= Jai Kishan Das =

Raja Jai Kishan Das Chaube, CSI, Rai Bahadur (24 November 1832 – 30 April 1905) was an Indian administrator and close associate of Sir Syed Ahmad Khan, founder of Aligarh Muslim University.

He was born on 24 November 1832 at Moradabad to Brindaban Das Choube in a respectable Hindu family.

After completing his education, he joined Indian Civil Service and later retired as Deputy Collector of Aligarh district.

He was awarded with Mutiny Medal in 1858. In 1860, received the title of Raja and Rai Bahadur so came to be known as Raja Jai Kishan Das Bahadur. He was created C.S.I. on 31 May 1870.

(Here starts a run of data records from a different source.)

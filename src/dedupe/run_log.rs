use std::fs;
use std::fs::{File, OpenOptions};
use std::io::{BufWriter, Write};
use std::path::{Path, PathBuf};

use anyhow::{Context, Result};
use chrono::Local;
use itertools::Itertools;

use crate::dedupe::config::Settings;
use crate::dedupe::metadata::FileRecord;
use crate::dedupe::orchestrator::RunSummary;
use crate::dedupe::relocate::Relocation;
use crate::dedupe::scanner::ExcludedFile;

/// Text log of a deduplication run with buffered writes.
///
/// Every entry is flushed immediately so the log stays useful if the run is interrupted.
pub struct RunLog<W: Write = BufWriter<File>> {
    writer: W,
}

impl RunLog {
    /// Create a new run log at `path`, creating missing parent directories.
    ///
    /// # Errors
    /// Returns an error if the directory or the file cannot be created.
    pub fn to_file(path: &Path) -> Result<Self> {
        if let Some(parent) = path.parent()
            && !parent.as_os_str().is_empty()
            && !parent.exists()
        {
            fs::create_dir_all(parent)
                .with_context(|| format!("Failed to create log directory: {}", parent.display()))?;
        }

        let file = OpenOptions::new()
            .create(true)
            .append(true)
            .open(path)
            .with_context(|| format!("Failed to create log file: {}", path.display()))?;

        Ok(Self::new(BufWriter::new(file)))
    }

    /// Default log file path: `~/logs/rom-dedupe/rom_dedupe_<timestamp>.log`
    ///
    /// # Errors
    /// Returns an error if the home directory cannot be determined.
    pub fn default_path() -> Result<PathBuf> {
        let log_dir = crate::config::LOG_DIR
            .as_deref()
            .context("Failed to get home directory")?;
        Ok(log_dir.join(format!("rom_dedupe_{}.log", Local::now().format("%Y-%m-%d_%H-%M-%S"))))
    }
}

impl<W: Write> RunLog<W> {
    pub const fn new(writer: W) -> Self {
        Self { writer }
    }

    /// Consume the log and return the underlying writer.
    pub fn into_inner(self) -> W {
        self.writer
    }

    fn timestamp() -> String {
        Local::now().format("%Y-%m-%d %H:%M:%S").to_string()
    }

    /// Log when starting the program
    pub fn log_init(&mut self, root: &Path, quarantine: &Path, settings: &Settings) {
        let _ = writeln!(self.writer, "[{}] INIT \"{}\"", Self::timestamp(), root.display());
        let _ = writeln!(self.writer, "  quarantine: {}", quarantine.display());
        let _ = writeln!(self.writer, "  dryrun: {}", settings.dryrun);
        let _ = writeln!(
            self.writer,
            "  keep_handheld_and_console: {}",
            settings.keep_handheld_and_console
        );
        if !settings.default_extensions.is_empty() {
            let _ = writeln!(self.writer, "  default_extensions: {:?}", settings.default_extensions);
        }
        if !settings.extensions.is_empty() {
            let _ = writeln!(
                self.writer,
                "  extensions: {}",
                settings
                    .extensions
                    .iter()
                    .sorted_by(|a, b| a.0.cmp(b.0))
                    .map(|(system, extensions)| format!("{system}={}", extensions.join(",")))
                    .join(" ")
            );
        }
        if !settings.generations.is_empty() {
            let _ = writeln!(
                self.writer,
                "  generations: {}",
                settings
                    .generations
                    .iter()
                    .sorted_by(|a, b| a.0.cmp(b.0))
                    .map(|(system, rank)| format!("{system}={rank}"))
                    .join(" ")
            );
        }
        if !settings.handhelds.is_empty() {
            let _ = writeln!(self.writer, "  handhelds: {:?}", settings.handhelds);
        }
        let _ = writeln!(self.writer, "  verbose: {}", settings.verbose);
        let _ = self.writer.flush();
    }

    /// Log a duplicate group with all members and the records that were kept.
    pub fn log_group(&mut self, key: &str, members: &[FileRecord], kept: &[FileRecord]) {
        let _ = writeln!(
            self.writer,
            "[{}] GROUP   \"{key}\" | {} members | keep: {}",
            Self::timestamp(),
            members.len(),
            kept.iter().map(|record| format!("\"{}\"", record.path.display())).join(", ")
        );
        for member in members {
            let _ = writeln!(self.writer, "  {member}");
        }
        let _ = self.writer.flush();
    }

    /// Log a decision made by a special resolution rule.
    pub fn log_rule(&mut self, key: &str, note: &str) {
        let _ = writeln!(self.writer, "[{}] RULE    \"{key}\" | {note}", Self::timestamp());
        let _ = self.writer.flush();
    }

    /// Log a moved or would-be moved file.
    pub fn log_relocation(&mut self, key: &str, source: &Path, relocation: &Relocation) {
        let action = match relocation {
            Relocation::Moved { .. } => "MOVE   ",
            Relocation::WouldMove { .. } => "DRYRUN ",
        };
        let _ = writeln!(
            self.writer,
            "[{}] {action} \"{key}\" | \"{}\" -> \"{}\"",
            Self::timestamp(),
            source.display(),
            relocation.destination().display()
        );
        let _ = self.writer.flush();
    }

    /// Log a failed relocation.
    pub fn log_failure(&mut self, key: &str, source: &Path, error: &str) {
        let _ = writeln!(
            self.writer,
            "[{}] ERROR   \"{key}\" | \"{}\" | {error}",
            Self::timestamp(),
            source.display()
        );
        let _ = self.writer.flush();
    }

    /// Log a file that was left out of grouping.
    pub fn log_excluded(&mut self, excluded: &ExcludedFile) {
        let _ = writeln!(
            self.writer,
            "[{}] SKIP    \"{}\" | {}",
            Self::timestamp(),
            excluded.path.display(),
            excluded.reason
        );
        let _ = self.writer.flush();
    }

    /// Log final statistics
    pub fn log_summary(&mut self, summary: &RunSummary) {
        let _ = writeln!(self.writer, "[{}] STATISTICS", Self::timestamp());
        let _ = writeln!(self.writer, "  Files scanned:    {}", summary.files_scanned);
        let _ = writeln!(self.writer, "  Groups evaluated: {}", summary.groups_evaluated);
        let moved_label = if summary.dry_run { "Files to move:   " } else { "Files moved:     " };
        let _ = writeln!(self.writer, "  {moved_label} {}", summary.files_moved);
        let _ = writeln!(
            self.writer,
            "  Space reclaimed:  {}",
            crate::format_size(summary.bytes_reclaimed)
        );
        let _ = writeln!(self.writer, "  Files excluded:   {}", summary.excluded);
        let _ = writeln!(self.writer, "  Failures:         {}", summary.failures.len());
        let _ = writeln!(self.writer, "  Dry run:          {}", summary.dry_run);
        let _ = writeln!(
            self.writer,
            "  Total time: {}",
            crate::format_duration(summary.elapsed)
        );
        let _ = writeln!(self.writer, "[{}] END", Self::timestamp());
        let _ = self.writer.flush();
    }
}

He grew close friendship with Sir Syed Ahmad Khan, the founder of Aligarh Muslim University. He was associated with him since 1863, when Sir Syed founded the Scientific Society, which in course of time was relocated to Aligarh. Later when Syed Khan shifted to Benaras in course of his job, Raja Jai Kishan was elected as Secretary of Scientific Society of Aligarh in 1867, in which position he served til 1874, when Jai Kishan shifted to Allahabad upon retirement. In the farewell function, Sir Syed praised his efforts and sincerity for The Scientific Society and Raja Jai Kishan Das was nominated as Co-President of The Society for life.

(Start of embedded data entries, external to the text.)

//! Collection walk that groups ROM files by canonical title.

use std::collections::HashMap;
use std::fmt;
use std::path::{Path, PathBuf};

use indexmap::IndexMap;
use walkdir::{DirEntry, WalkDir};

use crate::dedupe::DedupeError;
use crate::dedupe::extensions::{ExtensionLookup, SYSTEM_INFO_FILE};
use crate::dedupe::metadata::{FileRecord, extract};
use crate::dedupe::normalize::normalize;
use crate::print_warning;

/// Candidate duplicates keyed by canonical title, in order of first encounter.
pub type TitleGroups = IndexMap<String, Vec<FileRecord>>;

/// A file that was accepted by extension but left out of grouping.
#[derive(Debug)]
pub struct ExcludedFile {
    pub path: PathBuf,
    pub reason: ExclusionReason,
}

#[derive(Debug)]
pub enum ExclusionReason {
    /// Nothing is left of the name after removing metadata tags.
    EmptyTitle,
    /// File metadata could not be read.
    Unreadable(DedupeError),
}

/// Output of a collection scan.
#[derive(Debug, Default)]
pub struct ScanResult {
    pub groups: TitleGroups,
    pub excluded: Vec<ExcludedFile>,
    /// Number of files with an accepted extension.
    pub files_scanned: usize,
}

impl ScanResult {
    /// Groups that have more than one candidate.
    pub fn duplicate_groups(&self) -> impl Iterator<Item = (&String, &Vec<FileRecord>)> {
        self.groups.iter().filter(|(_, records)| records.len() > 1)
    }

    /// Number of groups that have more than one candidate.
    #[must_use]
    pub fn duplicate_group_count(&self) -> usize {
        self.duplicate_groups().count()
    }
}

impl fmt::Display for ExclusionReason {
    fn fmt(&self, f: &mut fmt::Formatter<'_>) -> fmt::Result {
        match self {
            Self::EmptyTitle => write!(f, "no title left after removing tags"),
            Self::Unreadable(error) => write!(f, "{error}"),
        }
    }
}

/// Walk `root` recursively and group all accepted files by canonical title.
///
/// Symbolic link directories are not followed, hidden directories and AppleDouble files are skipped,
/// and the `quarantine` directory is never entered so already moved files are not picked up again.
/// Directory entries are visited in file name order.
pub fn scan(root: &Path, lookup: &dyn ExtensionLookup, quarantine: Option<&Path>) -> ScanResult {
    let mut result = ScanResult::default();
    let mut extension_cache: HashMap<PathBuf, Vec<String>> = HashMap::new();

    let walker = WalkDir::new(root)
        .follow_links(false)
        .sort_by_file_name()
        .into_iter()
        .filter_entry(|entry| !crate::should_skip_entry(entry) && !is_quarantine(entry, quarantine));

    for entry in walker {
        let entry = match entry {
            Ok(entry) => entry,
            Err(error) => {
                print_warning!("Skipping unreadable entry: {error}");
                continue;
            }
        };
        if !is_file(&entry) {
            continue;
        }

        let path = entry.path();
        let Some(dir) = path.parent() else {
            continue;
        };
        let file_name = crate::get_normalized_file_name(path).unwrap_or_else(|_| crate::path_to_filename_string(path));
        if file_name.eq_ignore_ascii_case(SYSTEM_INFO_FILE) {
            continue;
        }

        let extensions = extension_cache
            .entry(dir.to_path_buf())
            .or_insert_with(|| lookup.extensions(dir));
        if !has_accepted_extension(&file_name, extensions) {
            continue;
        }
        result.files_scanned += 1;

        let Some(key) = normalize(&file_name) else {
            result.excluded.push(ExcludedFile {
                path: path.to_path_buf(),
                reason: ExclusionReason::EmptyTitle,
            });
            continue;
        };

        match extract(path) {
            Ok(record) => result.groups.entry(key).or_default().push(record),
            Err(error) => result.excluded.push(ExcludedFile {
                path: path.to_path_buf(),
                reason: ExclusionReason::Unreadable(error),
            }),
        }
    }

    result
}

/// Regular files and symlinks pointing to regular files.
fn is_file(entry: &DirEntry) -> bool {
    entry.file_type().is_file() || (entry.path_is_symlink() && entry.path().is_file())
}

fn is_quarantine(entry: &DirEntry, quarantine: Option<&Path>) -> bool {
    quarantine.is_some_and(|quarantine| entry.depth() > 0 && entry.path() == quarantine)
}

/// Case-insensitive suffix match so multi-part extensions like `p8.png` work.
fn has_accepted_extension(file_name: &str, extensions: &[String]) -> bool {
    let lower = file_name.to_lowercase();
    extensions.iter().any(|ext| {
        lower.len() > ext.len() + 1 && lower.ends_with(ext.as_str()) && lower[..lower.len() - ext.len()].ends_with('.')
    })
}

He also served as President and Secretary of British Indian Association. He was always an active participant in Muslim Education Conference, founded by Sir Syed, in 1886. Raja Jai Kishan played a key role for promotion of education and communal harmony among Hindus and Muslims. and helping Sir Syed in the founding of Aligarh Muslim University. He also donated funds for the establishment of University.

He was the officiating editor of the Aligarh Institute Gazette.

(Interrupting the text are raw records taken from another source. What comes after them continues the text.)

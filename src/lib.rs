pub mod config;
pub mod dedupe;

use std::env;
use std::ffi::OsStr;
use std::path::{Path, PathBuf};

use anyhow::{Context, Result};
use clap::Command;
use clap_complete::Shell;
use colored::{ColoredString, Colorize};
use unicode_normalization::UnicodeNormalization;

/// Format bool value as a coloured string.
#[must_use]
pub fn colorize_bool(value: bool) -> ColoredString {
    if value { "true".green() } else { "false".red() }
}

/// Get file stem from Path with special characters retained instead of decomposed.
///
/// Rust gives back whatever the filesystem stores, which on macOS is NFD,
/// so "é" would come back as "e\u{301}" and never compare equal to the
/// composed form coming from another directory or volume.
/// Use NFC (Normalization Form Composed) so names group consistently.
pub fn get_normalized_file_name(path: &Path) -> Result<String> {
    let file_name = os_str_to_string(path.file_name().context("Failed to get file name")?);
    Ok(file_name.nfc().collect::<String>())
}

/// Get the normalized directory name from a Path with special characters retained.
pub fn get_normalized_dir_name(path: &Path) -> Result<String> {
    let dir_name = os_str_to_string(path.file_name().context("Failed to get directory name")?);

    Ok(dir_name.nfc().collect::<String>())
}

/// Check if entry is a hidden file or directory (starts with '.')
#[must_use]
pub fn is_hidden(entry: &walkdir::DirEntry) -> bool {
    let name_bytes = entry.file_name().as_encoded_bytes();
    !name_bytes.is_empty() && name_bytes[0] == b'.'
}

/// Check if entry is a macOS AppleDouble resource file (starts with "._")
#[must_use]
pub fn is_apple_double(entry: &walkdir::DirEntry) -> bool {
    entry.file_name().as_encoded_bytes().starts_with(b"._")
}

/// Check if a directory walk should skip this entry.
///
/// Hidden directories and AppleDouble files are skipped,
/// except for the walk root itself which is allowed to be something like `.roms`.
/// Other files starting with a dot are kept since titles like `.hack` are real games.
#[must_use]
pub fn should_skip_entry(entry: &walkdir::DirEntry) -> bool {
    entry.depth() > 0 && ((entry.file_type().is_dir() && is_hidden(entry)) || is_apple_double(entry))
}

/// Resolves the provided input path to a directory or file to an absolute path.
///
/// If `path` is `None`, the current working directory is used.
/// The function verifies that the provided path exists and is accessible,
/// returning an error if it does not.
/// ```rust
/// use std::path::{Path, PathBuf};
/// use rom_dedupe::resolve_input_path;
///
/// let path = Path::new("src");
/// let absolute_path = resolve_input_path(Some(path)).unwrap();
/// ```
#[inline]
pub fn resolve_input_path(path: Option<&Path>) -> Result<PathBuf> {
    let filepath = match path.filter(|p| !p.as_os_str().is_empty()) {
        Some(p) => p.to_path_buf(),
        None => env::current_dir().context("Failed to get current working directory")?,
    };
    if !filepath.exists() {
        anyhow::bail!(
            "Input path does not exist or is not accessible: '{}'",
            filepath.display()
        );
    }

    let absolute_input_path = dunce::canonicalize(&filepath)?;

    // Canonicalize fails for network drives on Windows :(
    if path_to_string(&absolute_input_path).starts_with(r"\\?") && !path_to_string(&filepath).starts_with(r"\\?") {
        Ok(filepath)
    } else {
        Ok(absolute_input_path)
    }
}

/// Resolves an output directory that might not exist yet to an absolute path.
///
/// Relative paths are resolved against `base`.
/// Existing directories are canonicalized so they compare equal
/// to the paths produced when walking a canonicalized root.
#[must_use]
pub fn resolve_output_dir(path: &Path, base: &Path) -> PathBuf {
    let absolute = if path.is_absolute() {
        path.to_path_buf()
    } else {
        base.join(path)
    };
    dunce::canonicalize(&absolute).unwrap_or_else(|_| dunce::simplified(&absolute).to_path_buf())
}

/// Gets the relative path or filename from a full path based on a root directory.
///
/// If the full path is within the root directory, the function returns the relative path.
/// Otherwise, it returns just the filename. If the filename cannot be determined, the
/// full path is returned.
///
/// ```rust
/// use std::path::Path;
/// use rom_dedupe::get_relative_path_or_filename;
///
/// let root = Path::new("/roms");
/// let full_path = root.join("snes/Chrono Trigger (USA).sfc");
/// let relative_path = get_relative_path_or_filename(&full_path, root);
/// assert_eq!(relative_path, "snes/Chrono Trigger (USA).sfc");
///
/// let outside_path = Path::new("/other/Chrono Trigger (Japan).sfc");
/// let relative_or_filename = get_relative_path_or_filename(&outside_path, root);
/// assert_eq!(relative_or_filename, "Chrono Trigger (Japan).sfc");
/// ```
#[must_use]
pub fn get_relative_path_or_filename(full_path: &Path, root: &Path) -> String {
    if full_path == root {
        return full_path.file_name().unwrap_or_default().to_string_lossy().to_string();
    }
    full_path.strip_prefix(root).map_or_else(
        |_| {
            full_path.file_name().map_or_else(
                || full_path.display().to_string(),
                |name| name.to_string_lossy().to_string(),
            )
        },
        |relative_path| relative_path.display().to_string(),
    )
}

/// Convert the given path to be relative to the current working directory.
/// Returns the original path if the relative path cannot be created.
#[must_use]
pub fn get_relative_path_from_current_working_directory(path: &Path) -> PathBuf {
    env::current_dir().map_or_else(
        |_| path.to_path_buf(),
        |current_dir| path.strip_prefix(&current_dir).unwrap_or(path).to_path_buf(),
    )
}

/// Convert `OsStr` to String with invalid Unicode handling.
pub fn os_str_to_string(name: &OsStr) -> String {
    name.to_str().map_or_else(
        || name.to_string_lossy().replace('\u{FFFD}', ""),
        std::string::ToString::to_string,
    )
}

/// Convert given path to string with invalid Unicode handling.
pub fn path_to_string(path: &Path) -> String {
    path.to_str().map_or_else(
        || path.to_string_lossy().to_string().replace('\u{FFFD}', ""),
        std::string::ToString::to_string,
    )
}

/// Convert given path to filename string with invalid Unicode handling.
#[must_use]
pub fn path_to_filename_string(path: &Path) -> String {
    os_str_to_string(path.file_name().unwrap_or_default())
}

/// Get relative path and convert to string with invalid unicode handling.
#[must_use]
pub fn path_to_string_relative(path: &Path) -> String {
    path_to_string(&get_relative_path_from_current_working_directory(path))
}

#[inline]
pub fn print_error(message: &str) {
    eprintln!("{}", format!("Error: {message}").red());
}

#[macro_export]
macro_rules! print_error {
    ($($arg:tt)*) => {
        $crate::print_error(&format!($($arg)*))
    };
}

#[inline]
pub fn print_warning(message: &str) {
    eprintln!("{}", message.yellow());
}

#[macro_export]
macro_rules! print_warning {
    ($($arg:tt)*) => {
        $crate::print_warning(&format!($($arg)*))
    };
}

#[inline]
pub fn print_bold(message: &str) {
    println!("{}", message.bold());
}

#[macro_export]
macro_rules! print_bold {
    ($($arg:tt)*) => {
        $crate::print_bold(&format!($($arg)*))
    };
}

/// Format bytes as human-readable size
#[must_use]
pub fn format_size(bytes: u64) -> String {
    const KB: u64 = 1024;
    const MB: u64 = KB * 1024;
    const GB: u64 = MB * 1024;

    if bytes >= GB {
        format!("{:.2} GB", bytes as f64 / GB as f64)
    } else if bytes >= MB {
        format!("{:.2} MB", bytes as f64 / MB as f64)
    } else {
        format!("{:.2} KB", bytes as f64 / KB as f64)
    }
}

/// Format duration as a human-readable string
#[must_use]
pub fn format_duration(duration: std::time::Duration) -> String {
    let secs = duration.as_secs();
    if secs >= 3600 {
        format!("{}h {:02}m {:02}s", secs / 3600, (secs % 3600) / 60, secs % 60)
    } else if secs >= 60 {
        format!("{}m {:02}s", secs / 60, secs % 60)
    } else {
        format!("{:.1}s", duration.as_secs_f64())
    }
}

/// Generate a shell completion script for the given shell.
pub fn generate_shell_completion(shell: Shell, mut command: Command, install: bool, command_name: &str) -> Result<()> {
    if install {
        let out_dir = get_shell_completion_dir(shell, command_name)?;
        let path = clap_complete::generate_to(shell, &mut command, command_name, out_dir)?;
        println!("Completion file generated to: {}", path.display());
    } else {
        clap_complete::generate(shell, &mut command, command_name, &mut std::io::stdout());
    }
    Ok(())
}

/// Determine the appropriate directory for storing shell completions.
///
/// First checks if the user-specific directory exists,
/// then checks for the global directory.
/// If neither exist, creates and uses the user-specific dir.
fn get_shell_completion_dir(shell: Shell, name: &str) -> Result<PathBuf> {
    let home = dirs::home_dir().context("Failed to get home directory")?;

    // Special handling for oh-my-zsh.
    // Create custom "plugin", which will then have to be loaded in .zshrc
    if shell == Shell::Zsh {
        let omz_plugins = home.join(".oh-my-zsh/custom/plugins");
        if omz_plugins.exists() {
            let plugin_dir = omz_plugins.join(name);
            std::fs::create_dir_all(&plugin_dir)?;
            return Ok(plugin_dir);
        }
    }

    let user_dir = match shell {
        Shell::PowerShell => {
            if cfg!(windows) {
                home.join(r"Documents\PowerShell\completions")
            } else {
                home.join(".config/powershell/completions")
            }
        }
        Shell::Bash => home.join(".bash_completion.d"),
        Shell::Elvish => home.join(".elvish"),
        Shell::Fish => home.join(".config/fish/completions"),
        Shell::Zsh => home.join(".zsh/completions"),
        _ => anyhow::bail!("Unsupported shell"),
    };

    if user_dir.exists() {
        return Ok(user_dir);
    }

    let global_dir = match shell {
        Shell::PowerShell => user_dir.clone(),
        Shell::Bash => PathBuf::from("/etc/bash_completion.d"),
        Shell::Fish => PathBuf::from("/usr/share/fish/completions"),
        Shell::Zsh => PathBuf::from("/usr/share/zsh/site-functions"),
        _ => anyhow::bail!("Unsupported shell"),
    };

    if global_dir.exists() {
        return Ok(global_dir);
    }

    std::fs::create_dir_all(&user_dir)?;
    Ok(user_dir)
}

The Vice Roy appointed him the fellow of the Calcutta University in 1876.

He died on 30 April 1905 and Muhammadan Anglo-Oriental College remained closed for the day to mourn his death.

==Memorials==
MAO College and later Aligarh Muslim University is awarding two medals with Raja Jai kishan Das’s name. Later one of the hostel in Sir Sulaiman Hall of Aligarh Muslim University was named after Raja Jai Kishan Das.